Plasma pNF-H levels at 3 dpi correlate with locomotor function recovery

As the plasma pNF-H level at 3 dpi was lower in the treated group than in the control group, we next examined whether the pNF-H level at 3 dpi can serve as a predictor of the recovery of hind limb function. Figure 3 shows a plot of the plasma pNF-H level (3 dpi) and hind limb motor score (28 dpi) for each rat in both groups. Statistical analysis revealed a negative correlation between these two parameters (Spearman’s rank correlation coefficient: rs=−0.78; P<0.05), indicating that a subject with a low pNF-H level is more likely to achieve a higher motor score at 28 dpi.

Figure 3
figure 3

Correlation between plasma pNF-H level and recovery of hind limb function after spinal cord injury. The plasma pNF-H concentration at 3 dpi was plotted against the hind limb functional score at 28 dpi for each sample (both the treated and control groups). The regression line indicates a negative correlation between these two parameters.

Discussion

This study is the first to assess whether blood pNF-H levels reflect the neuroprotective effects of minocycline against SCI. We found that minocycline treatment reduced plasma pNF-H levels at 3 dpi, and this reduction was correlated with the functional motor score; this finding is consistent with the reported neuroprotective effects of the drug. Therefore, we suggest that plasma pNF-H levels can serve as a biomarker, to some extent, for monitoring the amelioration of tissue damage by SCI treatments.

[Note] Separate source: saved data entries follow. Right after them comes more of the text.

use crate::column_transformations::ColumnTransformationError;
use arrow::datatypes::DataType;
use deid_core::DatasetError;
use thiserror::Error;

#[derive(Error, Debug)]
pub enum AnonymizationError {
    #[error("invalid interval size {interval} for column {column}: must be greater than zero")]
    InvalidInterval { column: String, interval: i64 },

    #[error("column {column} has unsupported type {data_type}")]
    UnsupportedColumnType { column: String, data_type: DataType },

    #[error(transparent)]
    Transformation(#[from] ColumnTransformationError),

    #[error(transparent)]
    Dataset(#[from] DatasetError),

    #[error(transparent)]
    ThreadPool(#[from] rayon::ThreadPoolBuildError),

    #[error("anonymization task aborted: {0}")]
    TaskAborted(String),
}
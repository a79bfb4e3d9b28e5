use crate::error::DatasetError;
use arrow::{
    array::{Array, ArrayRef},
    datatypes::{DataType, SchemaRef},
    record_batch::{RecordBatch, RecordBatchOptions},
};

/// Semantic class of a column as far as anonymization is concerned.
#[derive(Debug, Clone, Copy, PartialEq, Eq, Hash)]
pub enum ColumnKind {
    Numeric,
    Text,
}

impl ColumnKind {
    /// Types without a semantic kind (booleans, temporals, nested types, ...)
    /// resolve to `None`.
    pub fn from_data_type(data_type: &DataType) -> Option<Self> {
        match data_type {
            DataType::UInt8
            | DataType::UInt16
            | DataType::UInt32
            | DataType::UInt64
            | DataType::Int8
            | DataType::Int16
            | DataType::Int32
            | DataType::Int64
            | DataType::Float32
            | DataType::Float64 => Some(ColumnKind::Numeric),
            DataType::Utf8 | DataType::LargeUtf8 => Some(ColumnKind::Text),
            _ => None,
        }
    }
}

/// A fully materialized table: named, typed columns of equal length.
///
/// Backed by a single arrow [`RecordBatch`]. The row count is tracked
/// explicitly, so a dataset without any columns still knows how many rows it
/// has.
#[derive(Debug, Clone, PartialEq)]
pub struct Dataset {
    batch: RecordBatch,
}

impl Dataset {
    pub fn try_new(schema: SchemaRef, columns: Vec<ArrayRef>) -> Result<Self, DatasetError> {
        let num_rows = columns.first().map_or(0, |column| column.len());
        Self::try_new_with_rows(schema, columns, num_rows)
    }

    pub fn try_new_with_rows(
        schema: SchemaRef,
        columns: Vec<ArrayRef>,
        num_rows: usize,
    ) -> Result<Self, DatasetError> {
        let options = RecordBatchOptions::new().with_row_count(Some(num_rows));
        let batch = RecordBatch::try_new_with_options(schema, columns, &options)?;
        Ok(Self { batch })
    }

    pub fn empty(schema: SchemaRef) -> Self {
        Self {
            batch: RecordBatch::new_empty(schema),
        }
    }

    pub fn schema(&self) -> SchemaRef {
        self.batch.schema()
    }

    pub fn num_rows(&self) -> usize {
        self.batch.num_rows()
    }

    pub fn num_columns(&self) -> usize {
        self.batch.num_columns()
    }

    pub fn column_names(&self) -> Vec<&str> {
        self.batch
            .schema_ref()
            .fields()
            .iter()
            .map(|field| field.name().as_str())
            .collect()
    }

    pub fn columns(&self) -> &[ArrayRef] {
        self.batch.columns()
    }

    pub fn column(&self, name: &str) -> Option<&ArrayRef> {
        self.batch.column_by_name(name)
    }

    /// `Ok(None)` means the column exists but has no semantic kind.
    pub fn column_kind(&self, name: &str) -> Result<Option<ColumnKind>, DatasetError> {
        let field = self
            .batch
            .schema_ref()
            .field_with_name(name)
            .map_err(|_| DatasetError::UnknownColumn(name.to_string()))?;

        Ok(ColumnKind::from_data_type(field.data_type()))
    }

    pub fn record_batch(&self) -> &RecordBatch {
        &self.batch
    }

    pub fn into_record_batch(self) -> RecordBatch {
        self.batch
    }
}

impl From<RecordBatch> for Dataset {
    fn from(batch: RecordBatch) -> Self {
        Self { batch }
    }
}

impl From<Dataset> for RecordBatch {
    fn from(dataset: Dataset) -> Self {
        dataset.batch
    }
}

#[cfg(test)]
mod tests {
    use super::*;
    use arrow::{
        array::{BooleanArray, Int32Array, StringArray},
        datatypes::{Field, Schema},
    };
    use std::sync::Arc;

    fn people() -> Dataset {
        let schema = Schema::new(vec![
            Field::new("age", DataType::Int32, false),
            Field::new("name", DataType::Utf8, true),
            Field::new("active", DataType::Boolean, false),
        ]);

        Dataset::try_new(
            Arc::new(schema),
            vec![
                Arc::new(Int32Array::from(vec![23, 47, 8])),
                Arc::new(StringArray::from(vec![Some("Alice"), None, Some("Alice")])),
                Arc::new(BooleanArray::from(vec![true, false, true])),
            ],
        )
        .unwrap()
    }

    #[test]
    fn test_column_kinds() {
        let dataset = people();

        assert_eq!(dataset.column_kind("age").unwrap(), Some(ColumnKind::Numeric));
        assert_eq!(dataset.column_kind("name").unwrap(), Some(ColumnKind::Text));
        assert_eq!(dataset.column_kind("active").unwrap(), None);
        assert!(matches!(
            dataset.column_kind("zip"),
            Err(DatasetError::UnknownColumn(name)) if name == "zip"
        ));
    }

    #[test]
    fn test_float_and_large_utf8_kinds() {
        assert_eq!(
            ColumnKind::from_data_type(&DataType::Float32),
            Some(ColumnKind::Numeric)
        );
        assert_eq!(
            ColumnKind::from_data_type(&DataType::LargeUtf8),
            Some(ColumnKind::Text)
        );
        assert_eq!(ColumnKind::from_data_type(&DataType::Date32), None);
    }

    #[test]
    fn test_shape() {
        let dataset = people();

        assert_eq!(dataset.num_rows(), 3);
        assert_eq!(dataset.num_columns(), 3);
        assert_eq!(dataset.column_names(), vec!["age", "name", "active"]);
        assert_eq!(dataset.column("age").unwrap().len(), 3);
        assert!(dataset.column("zip").is_none());
    }

    #[test]
    fn test_zero_columns_keep_row_count() {
        let dataset = Dataset::try_new_with_rows(Arc::new(Schema::empty()), vec![], 4).unwrap();

        assert_eq!(dataset.num_columns(), 0);
        assert_eq!(dataset.num_rows(), 4);
    }

    #[test]
    fn test_empty() {
        let schema = Arc::new(Schema::new(vec![Field::new("age", DataType::Int64, true)]));
        let dataset = Dataset::empty(schema);

        assert_eq!(dataset.num_rows(), 0);
        assert_eq!(dataset.column_names(), vec!["age"]);
    }

    #[test]
    fn test_ragged_columns_are_rejected() {
        let schema = Schema::new(vec![
            Field::new("a", DataType::Int32, false),
            Field::new("b", DataType::Int32, false),
        ]);

        let result = Dataset::try_new(
            Arc::new(schema),
            vec![
                Arc::new(Int32Array::from(vec![1, 2])),
                Arc::new(Int32Array::from(vec![1])),
            ],
        );

        assert!(matches!(result, Err(DatasetError::Arrow(_))));
    }

    #[test]
    fn test_record_batch_round_trip() {
        let dataset = people();
        let batch: RecordBatch = dataset.clone().into();

        assert_eq!(Dataset::from(batch), dataset);
    }
}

We observed a reduction in plasma pNF-H levels in the treated group at 3 dpi, but the difference between the two groups was not statistically significant. This marginal reduction in the pNF-H level could be caused by either a minimal protective effect on the axons induced by minocycline or a timing error in blood sample collection. Most of the studies on minocycline treatment for SCI describe the difference in the histological findings between the treatment and control groups at 7 or 14 dpi.3 The plasma pNF-H level decreased after 3 dpi, and this finding was consistent with other reports.9 Further, we speculate that the pNF-H level at later time points would be influenced by restoration of the blood–brain barrier. Therefore, the comparison of the pNF-H levels at 7 or 14 dpi would not be feasible for evaluating the neuroprotective effect of therapeutic interventions. On the basis of these findings, we consider that blood pNF-H levels would best reflect the effects of neuroprotective drugs if the drugs exert their function within 3 days after SCI.

The association between serum pNF-H levels and prognosis has already been reported in studies with subarachnoid hemorrhage and amyotrophic lateral sclerosis patients.10, 16 To determine the utility of pNF-H as biomarker of clinical SCI, further studies with patients with varying degrees of SCI are required. Taking such biomarkers in clinical trials may reduce the number of the patients required, which accelerates the development of novel therapeutic approaches against the traumatic disorder.